Virtually no software project can confidently set out at the beginning and know all that it needs in order to deliver valuable working software without change. Change presents both opportunities and risks to the success of a project. Unmanaged opportunities can mean the difference between a great company and an awesome company. Unmanaged risk spells disaster and ruin. Agile manages change.
Adopting Agile allows you to be responsive to changing or new requirements. It empowers development teams to be the experts and make decisions supported by an engaged, trusting, and informed business. It enables you to deliver to customers what they really want. Ultimately, it puts you and your organization in control of delivering high-quality, valuable software that delivers on customer need and expectations while extracting a return on your investment dollars as early as possible. Agile creates value.
There is a cost to adopting Agile. It doesn’t come for free. Transforming to an Agile approach for software delivery can be a hard path to follow. However, if you internalize the Agile philosophy, tread carefully, engage the right team with the right attitude, break things down, make it achievable and realistic, and respond to feedback, you will reap rewards. Agile emphasizes collaboration.
The following lists some benefits you can expect:
· Speed to market
· Earlier revenue generation
· Regular delivery of real value
· Protection for your investment
· Data, data, data
· Better product quality
· Manageable expectations
· Greater customer satisfaction
· Higher performing teams
· Improved visibility on progress
· Predictability, transparency, and confidence
· Manageable risk
Success is not final, failure is not fatal: it is the courage to continue that counts.

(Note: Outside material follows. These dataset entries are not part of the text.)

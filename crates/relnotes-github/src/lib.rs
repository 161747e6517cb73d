//! Relnotes GitHub - Pull request collection
//!
//! Provides the [`IssueSource`] abstraction and its implementations:
//! - [`GitHubSource`] searches closed pull requests of a milestone through
//!   the GitHub REST API, following pagination links
//! - [`JsonFileSource`] reads already-collected issues from a JSON file
//!
//! ## Usage
//!
//! ```ignore
//! use relnotes_github::{GitHubSource, IssueSource};
//!
//! let source = GitHubSource::new(config, token)?;
//! let issues = source.fetch("buildpacks/pack", "0.30.0").await?;
//! ```

pub mod client;
pub mod error;
pub mod search;
pub mod source;

pub use client::GitHubSource;
pub use error::{CollectorError, Result};
pub use search::{build_search_query, next_page_url, parse_repository};
pub use source::{IssueSource, JsonFileSource};
//! Configuration validation

use std::collections::HashSet;
use std::sync::LazyLock;

use regex::Regex;
use tracing::debug;

use crate::error::{ConfigError, Result};

use super::types::{Config, TaxonomyConfig};

static REPOSITORY_REGEX: LazyLock<Regex> = LazyLock::new(|| {
    Regex::new(r"^[A-Za-z0-9][A-Za-z0-9-]*/[A-Za-z0-9._-]+$").expect("Invalid regex")
});

/// Validate configuration
pub fn validate_config(config: &Config) -> Result<()> {
    debug!("validating configuration");
    validate_repository(config)?;
    validate_github(config)?;
    validate_taxonomy(&config.taxonomy)?;
    validate_output(config)?;
    debug!("configuration validation passed");
    Ok(())
}

/// Check that a repository identifier has the `owner/name` shape
pub fn is_valid_repository(repository: &str) -> bool {
    REPOSITORY_REGEX.is_match(repository)
}

fn invalid(field: impl Into<String>, message: impl Into<String>) -> ConfigError {
    ConfigError::InvalidValue {
        field: field.into(),
        message: message.into(),
    }
}

fn validate_repository(config: &Config) -> Result<()> {
    if let Some(repository) = &config.repository {
        if !is_valid_repository(repository) {
            return Err(invalid("repository", "must be in owner/name form"));
        }
    }

    if config.milestone.as_deref().is_some_and(|m| m.trim().is_empty()) {
        return Err(invalid("milestone", "milestone cannot be empty"));
    }

    Ok(())
}

fn validate_github(config: &Config) -> Result<()> {
    if config.github.api_url.is_empty() {
        return Err(invalid("github.api_url", "API URL cannot be empty"));
    }

    if config.github.token_env.is_empty() {
        return Err(invalid("github.token_env", "token variable name cannot be empty"));
    }

    if !(1..=100).contains(&config.github.per_page) {
        return Err(invalid("github.per_page", "must be between 1 and 100"));
    }

    Ok(())
}

/// Validate a label taxonomy on its own
pub fn validate_taxonomy(taxonomy: &TaxonomyConfig) -> Result<()> {
    if taxonomy.audience_label.is_empty() {
        return Err(invalid("taxonomy.audience_label", "audience label cannot be empty"));
    }

    if taxonomy.type_prefix.is_empty() {
        return Err(invalid("taxonomy.type_prefix", "type prefix cannot be empty"));
    }

    if taxonomy.audience_label.starts_with(&taxonomy.type_prefix) {
        return Err(invalid(
            "taxonomy.audience_label",
            "audience label cannot start with the type prefix",
        ));
    }

    if taxonomy.categories.is_empty() {
        return Err(invalid("taxonomy.categories", "at least one category is required"));
    }

    let mut titles = HashSet::new();
    let mut suffixes = HashSet::new();
    for (i, category) in taxonomy.categories.iter().enumerate() {
        if category.title.is_empty() {
            return Err(invalid(
                format!("taxonomy.categories[{}].title", i),
                "category title cannot be empty",
            ));
        }
        if category.suffix.is_empty() {
            return Err(invalid(
                format!("taxonomy.categories[{}].suffix", i),
                "category suffix cannot be empty",
            ));
        }
        if !titles.insert(category.title.as_str()) {
            return Err(invalid(
                format!("taxonomy.categories[{}].title", i),
                format!("duplicate category title '{}'", category.title),
            ));
        }
        if !suffixes.insert(category.suffix.as_str()) {
            return Err(invalid(
                format!("taxonomy.categories[{}].suffix", i),
                format!("duplicate category suffix '{}'", category.suffix),
            ));
        }
    }

    let mut labels = HashSet::new();
    for (i, annotation) in taxonomy.annotations.iter().enumerate() {
        if annotation.label.is_empty() || annotation.tag.is_empty() {
            return Err(invalid(
                format!("taxonomy.annotations[{}]", i),
                "annotation label and tag cannot be empty",
            ));
        }
        if !labels.insert(annotation.label.as_str()) {
            return Err(invalid(
                format!("taxonomy.annotations[{}].label", i),
                format!("duplicate annotation label '{}'", annotation.label),
            ));
        }
    }

    Ok(())
}

fn validate_output(config: &Config) -> Result<()> {
    if config.output.file.as_os_str().is_empty() {
        return Err(invalid("output.file", "output file cannot be empty"));
    }

    if config.output.library.heading.is_empty() {
        return Err(invalid("output.library.heading", "library heading cannot be empty"));
    }

    Ok(())
}

#[cfg(test)]
mod tests {
    use super::*;
    use crate::config::{AnnotationConfig, CategoryConfig};

    #[test]
    fn test_validate_default_config() {
        let config = Config::default();
        assert!(validate_config(&config).is_ok());
    }

    #[test]
    fn test_repository_shape() {
        assert!(is_valid_repository("buildpacks/pack"));
        assert!(is_valid_repository("acme/widgets.rs"));
        assert!(!is_valid_repository("pack"));
        assert!(!is_valid_repository("a/b/c"));
        assert!(!is_valid_repository(""));
    }

    #[test]
    fn test_validate_invalid_repository() {
        let mut config = Config::default();
        config.repository = Some("no-slash".to_string());
        assert!(validate_config(&config).is_err());
    }

    #[test]
    fn test_validate_per_page_bounds() {
        let mut config = Config::default();
        config.github.per_page = 0;
        assert!(validate_config(&config).is_err());
        config.github.per_page = 101;
        assert!(validate_config(&config).is_err());
    }

    #[test]
    fn test_validate_duplicate_category_suffix() {
        let mut taxonomy = TaxonomyConfig::default();
        taxonomy
            .categories
            .push(CategoryConfig::new("Bugfixes", "bug"));
        assert!(validate_taxonomy(&taxonomy).is_err());
    }

    #[test]
    fn test_validate_empty_categories() {
        let mut taxonomy = TaxonomyConfig::default();
        taxonomy.categories.clear();
        assert!(validate_taxonomy(&taxonomy).is_err());
    }

    #[test]
    fn test_validate_duplicate_annotation_label() {
        let mut taxonomy = TaxonomyConfig::default();
        taxonomy
            .annotations
            .push(AnnotationConfig::new("experimental", "exp"));
        assert!(validate_taxonomy(&taxonomy).is_err());
    }

    #[test]
    fn test_validate_audience_label_inside_type_namespace() {
        let mut taxonomy = TaxonomyConfig::default();
        taxonomy.audience_label = "type/lib".to_string();
        assert!(validate_taxonomy(&taxonomy).is_err());
    }
}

Winston Churchill may never have actually said this, but I think it’s a pretty good summation of Agile. We know Agile is the best foot forward for most projects. It encourages you to strive for success, but we always iterate and keep building on it. Agile will encourage you to fail, but fail early and move on. Having the courage to continue and to build the right solution based on insight informed by your customer is what brings the reward.
The thing to keep in mind is you can tailor Agile to your needs. Use the method and governance that is right for your business. Wherever you start, be true to the content, context, and spirit of the method you use—keep it vanilla. If you’re just starting out, learn. If you’ve been doing it for a while, understand. If you’re becoming awesome, apply. Finally, if your business and your projects are complex and interdependent, govern. Over time, you and your teams will figure out what works best for your business.